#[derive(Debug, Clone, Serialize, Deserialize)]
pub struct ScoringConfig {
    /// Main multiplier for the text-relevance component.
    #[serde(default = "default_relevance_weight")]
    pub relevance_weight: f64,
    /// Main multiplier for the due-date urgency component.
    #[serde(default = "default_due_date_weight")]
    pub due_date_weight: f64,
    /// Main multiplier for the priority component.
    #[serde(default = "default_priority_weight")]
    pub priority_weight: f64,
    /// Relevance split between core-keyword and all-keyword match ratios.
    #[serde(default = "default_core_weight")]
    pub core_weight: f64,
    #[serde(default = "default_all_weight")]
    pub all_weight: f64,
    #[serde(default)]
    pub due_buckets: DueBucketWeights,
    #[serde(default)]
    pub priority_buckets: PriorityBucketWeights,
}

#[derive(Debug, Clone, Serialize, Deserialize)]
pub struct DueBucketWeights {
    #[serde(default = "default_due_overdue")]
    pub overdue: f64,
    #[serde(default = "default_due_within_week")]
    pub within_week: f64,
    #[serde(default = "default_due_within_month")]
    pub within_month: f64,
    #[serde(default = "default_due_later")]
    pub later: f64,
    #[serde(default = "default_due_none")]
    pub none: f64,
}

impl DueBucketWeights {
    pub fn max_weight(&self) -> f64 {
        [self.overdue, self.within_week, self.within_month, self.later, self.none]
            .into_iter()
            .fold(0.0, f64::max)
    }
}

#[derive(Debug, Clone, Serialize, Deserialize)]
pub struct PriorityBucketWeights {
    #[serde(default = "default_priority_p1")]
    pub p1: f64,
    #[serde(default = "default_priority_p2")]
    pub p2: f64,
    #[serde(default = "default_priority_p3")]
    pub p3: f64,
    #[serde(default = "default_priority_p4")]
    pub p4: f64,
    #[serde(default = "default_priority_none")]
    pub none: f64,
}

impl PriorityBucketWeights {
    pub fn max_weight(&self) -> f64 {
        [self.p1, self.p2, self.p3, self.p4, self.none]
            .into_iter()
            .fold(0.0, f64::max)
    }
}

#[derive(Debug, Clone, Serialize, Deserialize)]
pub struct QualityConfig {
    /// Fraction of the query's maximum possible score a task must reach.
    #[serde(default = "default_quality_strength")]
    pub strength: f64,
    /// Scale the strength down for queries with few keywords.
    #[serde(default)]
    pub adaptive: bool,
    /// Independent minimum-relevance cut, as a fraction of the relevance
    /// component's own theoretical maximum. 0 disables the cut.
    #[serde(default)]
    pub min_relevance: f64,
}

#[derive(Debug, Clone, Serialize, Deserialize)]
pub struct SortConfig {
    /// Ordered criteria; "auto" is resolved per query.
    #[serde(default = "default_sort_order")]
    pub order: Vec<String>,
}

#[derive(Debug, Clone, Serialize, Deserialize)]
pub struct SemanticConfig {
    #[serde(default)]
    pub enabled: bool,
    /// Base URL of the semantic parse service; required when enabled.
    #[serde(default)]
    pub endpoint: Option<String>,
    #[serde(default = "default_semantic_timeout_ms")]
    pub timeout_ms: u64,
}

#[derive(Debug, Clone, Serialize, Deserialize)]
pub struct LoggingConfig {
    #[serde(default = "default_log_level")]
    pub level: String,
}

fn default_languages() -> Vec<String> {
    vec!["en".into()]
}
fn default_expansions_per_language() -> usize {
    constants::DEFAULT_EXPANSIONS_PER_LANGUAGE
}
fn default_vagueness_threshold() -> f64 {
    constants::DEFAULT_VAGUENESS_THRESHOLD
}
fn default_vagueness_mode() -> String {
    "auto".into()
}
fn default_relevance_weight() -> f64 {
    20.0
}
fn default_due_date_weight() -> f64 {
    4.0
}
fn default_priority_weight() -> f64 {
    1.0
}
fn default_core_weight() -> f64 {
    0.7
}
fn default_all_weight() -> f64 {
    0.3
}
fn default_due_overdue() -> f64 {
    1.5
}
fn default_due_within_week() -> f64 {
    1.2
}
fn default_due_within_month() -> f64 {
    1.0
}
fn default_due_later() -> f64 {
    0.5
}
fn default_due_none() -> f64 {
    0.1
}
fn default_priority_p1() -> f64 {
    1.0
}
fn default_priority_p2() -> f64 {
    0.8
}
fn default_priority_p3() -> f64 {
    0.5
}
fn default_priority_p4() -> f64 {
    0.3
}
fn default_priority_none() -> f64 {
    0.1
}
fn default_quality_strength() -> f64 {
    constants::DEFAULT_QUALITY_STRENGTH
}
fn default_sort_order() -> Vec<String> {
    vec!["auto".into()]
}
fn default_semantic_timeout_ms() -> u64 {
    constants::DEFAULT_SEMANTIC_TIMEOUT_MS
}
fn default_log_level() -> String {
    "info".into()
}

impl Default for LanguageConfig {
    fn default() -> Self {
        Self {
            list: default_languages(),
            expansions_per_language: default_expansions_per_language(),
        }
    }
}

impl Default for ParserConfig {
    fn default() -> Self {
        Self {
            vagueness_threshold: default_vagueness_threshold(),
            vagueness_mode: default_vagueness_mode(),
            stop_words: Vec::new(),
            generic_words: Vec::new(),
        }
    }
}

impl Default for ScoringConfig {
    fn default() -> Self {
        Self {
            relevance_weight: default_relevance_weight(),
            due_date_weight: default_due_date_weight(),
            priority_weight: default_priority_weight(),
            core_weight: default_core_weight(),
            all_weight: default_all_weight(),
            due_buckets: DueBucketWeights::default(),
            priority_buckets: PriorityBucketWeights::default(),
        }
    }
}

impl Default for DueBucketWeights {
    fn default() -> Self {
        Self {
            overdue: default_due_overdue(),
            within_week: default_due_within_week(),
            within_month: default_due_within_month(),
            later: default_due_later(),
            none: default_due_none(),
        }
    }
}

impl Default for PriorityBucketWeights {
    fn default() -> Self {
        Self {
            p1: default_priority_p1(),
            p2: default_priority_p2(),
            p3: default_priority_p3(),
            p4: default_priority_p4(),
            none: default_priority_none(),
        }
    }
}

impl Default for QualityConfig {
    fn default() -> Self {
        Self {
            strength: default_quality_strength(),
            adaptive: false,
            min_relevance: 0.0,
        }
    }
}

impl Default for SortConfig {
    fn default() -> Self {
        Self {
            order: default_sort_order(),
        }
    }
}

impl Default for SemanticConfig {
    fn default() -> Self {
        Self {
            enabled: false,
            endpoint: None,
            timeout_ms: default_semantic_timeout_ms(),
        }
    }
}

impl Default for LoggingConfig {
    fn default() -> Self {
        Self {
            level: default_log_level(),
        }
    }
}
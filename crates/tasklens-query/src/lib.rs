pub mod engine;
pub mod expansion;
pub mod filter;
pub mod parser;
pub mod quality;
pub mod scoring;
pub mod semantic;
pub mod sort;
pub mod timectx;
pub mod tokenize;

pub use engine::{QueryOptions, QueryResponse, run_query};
+++
Problem statement: Each line of the data that contains "String" belongs in the answer.

Answer to the exercise:
    pub order: Vec<String>,
    pub endpoint: Option<String>,
    pub level: String,
fn default_languages() -> Vec<String> {
fn default_vagueness_mode() -> String {
fn default_sort_order() -> Vec<String> {
fn default_log_level() -> String {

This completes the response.